Perm-anent marker: Communists defend Stalin billboards in Urals city

19 Feb, 2015 10:21 / Updated 10 years ago

Some residents of the central Russian city of Perm have asked the authorities to remove 10 billboards with Stalin’s portraits, put up by the Communist Party, claiming the law only allows the medium to be used for commercial advertising.

The billboards, which remain on Perm’s streets, feature the photo of the Soviet dictator together with the famous quote, “Stalin found Russia working with wooden plows and left it equipped with atomic piles,” attributed to Winston Churchill. The Communist Party says on its website that the placement was timed with the 135th anniversary of Stalin’s birth and the 70th anniversary of the Soviet Union’s victory in WWII.

The outdoor campaign started two months ago, but the scandal erupted only in mid-February as some unnamed vigilant citizens reported about it to the Federal Anti-Monopoly Service – the state agency that oversees how laws on advertising are observed. The essence of complaints is that billboards can only be used for commercial advertising or promotion of charity projects, while the sites in question do not fall under either category.

READ MORE: Communists want Stalin’s name back on Russian map

Officials told local mass media that they were now trying to establish who ordered the campaign in order to tell them to stop it.

The Perm branch of the Communist Party replied with an emotional statement, accusing their opponents of hypocrisy and noting that all information about the sponsors of the campaign can be found on the billboards themselves, in the regional Communist newspaper and on the party’s website.

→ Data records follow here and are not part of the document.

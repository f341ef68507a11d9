//! findroot CLI
//!
//! Prints the root of the working tree containing a path, or the trail of
//! directories it checked on the way up.

mod cli;
mod commands;

use clap::Parser;
use cli::{Cli, Commands, start_path};
use commands::{ancestors::run_ancestors, find::run_find};
use tracing_subscriber::EnvFilter;

#[tokio::main]
async fn main() -> anyhow::Result<()> {
    let cli = Cli::parse();

    init_tracing(cli.verbose);

    match cli.command {
        Commands::Find { path, marker } => {
            let config = marker.resolve()?;
            run_find(&start_path(path)?, config).await?;
        }

        Commands::Ancestors { path, marker } => {
            let config = marker.resolve()?;
            run_ancestors(&start_path(path)?, config).await?;
        }
    }

    Ok(())
}

// RUST_LOG wins over --verbose when both are set
fn init_tracing(verbose: bool) {
    let default_directive = if verbose { "findroot=debug" } else { "warn" };
    let filter = EnvFilter::try_from_default_env()
        .unwrap_or_else(|_| EnvFilter::new(default_directive));

    tracing_subscriber::fmt()
        .with_env_filter(filter)
        .with_writer(std::io::stderr)
        .with_target(false)
        .init();
}
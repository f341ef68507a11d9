use std::future::Future;
use std::path::{Path, PathBuf};

use crate::utils;

pub mod disk;
pub mod memory;

pub use disk::DiskOracle;
pub use memory::{MemoryOracle, MemoryOracleError};

/// The storage capability a root search runs against.
///
/// Only `exists` touches the backing medium. `join` and `dirname` are pure and
/// default to the platform path rules; `dirname` must map a filesystem root to
/// itself, since that fixed point is what ends an unsuccessful walk.
pub trait FsOracle: Send + Sync {
    type Error: std::error::Error + Send + Sync + 'static;

    /// Whether `path` names an existing entry of any kind.
    fn exists(&self, path: &Path) -> impl Future<Output = Result<bool, Self::Error>> + Send;

    fn join(&self, base: &Path, segment: &str) -> PathBuf {
        utils::join(base, segment)
    }

    fn dirname(&self, path: &Path) -> PathBuf {
        utils::dirname(path)
    }
}

impl<O: FsOracle> FsOracle for &O {
    type Error = O::Error;

    fn exists(&self, path: &Path) -> impl Future<Output = Result<bool, Self::Error>> + Send {
        (**self).exists(path)
    }

    fn join(&self, base: &Path, segment: &str) -> PathBuf {
        (**self).join(base, segment)
    }

    fn dirname(&self, path: &Path) -> PathBuf {
        (**self).dirname(path)
    }
}
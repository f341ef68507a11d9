use std::io::{self, ErrorKind};
use std::path::Path;

use super::FsOracle;

/// Probes the local filesystem through tokio.
///
/// A path whose parent is missing or is a regular file does not exist; any
/// other I/O error is reported as-is.
#[derive(Debug, Default, Clone, Copy)]
pub struct DiskOracle;

impl FsOracle for DiskOracle {
    type Error = io::Error;

    async fn exists(&self, path: &Path) -> Result<bool, io::Error> {
        tokio::fs::try_exists(path).await.or_else(absent_on_missing)
    }
}

fn absent_on_missing(err: io::Error) -> Result<bool, io::Error> {
    match err.kind() {
        ErrorKind::NotFound | ErrorKind::NotADirectory => Ok(false),
        _ => Err(err),
    }
}
use std::path::PathBuf;

use thiserror::Error;

/// Why a root search came back empty-handed.
#[derive(Debug, Error)]
pub enum FindRootError<E> {
    /// The walk reached the filesystem root without seeing the marker.
    #[error("no {marker:?} found in {start:?} or any of its parent directories")]
    RootNotFound { start: PathBuf, marker: String },

    /// The oracle failed to answer a probe; the walk stopped there.
    #[error("failed to check whether {path:?} exists")]
    OracleFailure {
        path: PathBuf,
        #[source]
        source: E,
    },
}

impl<E> FindRootError<E> {
    pub fn is_not_found(&self) -> bool {
        matches!(self, FindRootError::RootNotFound { .. })
    }
}

#[derive(Debug, Error, Clone, PartialEq, Eq)]
pub enum ConfigError {
    #[error("marker name must not be empty")]
    EmptyMarker,

    #[error("marker {0:?} must be a single path segment")]
    NotASegment(String),
}
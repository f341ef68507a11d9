use std::path::{Path, PathBuf};

/// Parent of `path`, with the same fixed points as POSIX `dirname`:
/// a filesystem root maps to itself and a relative path bottoms out at `.`.
pub fn dirname(path: &Path) -> PathBuf {
    if path.as_os_str().is_empty() {
        return PathBuf::from(".");
    }

    match path.parent() {
        // `/`, `C:\` and friends have no parent
        None => path.to_path_buf(),
        Some(parent) if parent.as_os_str().is_empty() => PathBuf::from("."),
        Some(parent) => parent.to_path_buf(),
    }
}

pub fn join(base: &Path, segment: &str) -> PathBuf {
    base.join(segment)
}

The activists also noted that similar campaigns, like the one promoting St. Valentine’s Day, had never caused any objections despite the fact that they also do not advertise any particular product or charity. The Communists’ reply ends with Stalin’s own words: “I know that after my death piles of garbage will be carried to my grave, but the winds of history will swipe it away without any mercy.”

A similar situation took place in the southern Russian city of Voronezh in 2008. Local mayor ordered the removal of 10 billboards with Stalin’s portraits for the same reason just three days after they were put up. Local communists complained to the prosecutor’s office and claimed that the law enforcers had taken their side, but removed the ads anyway, saying that the campaign had already ended, as planned.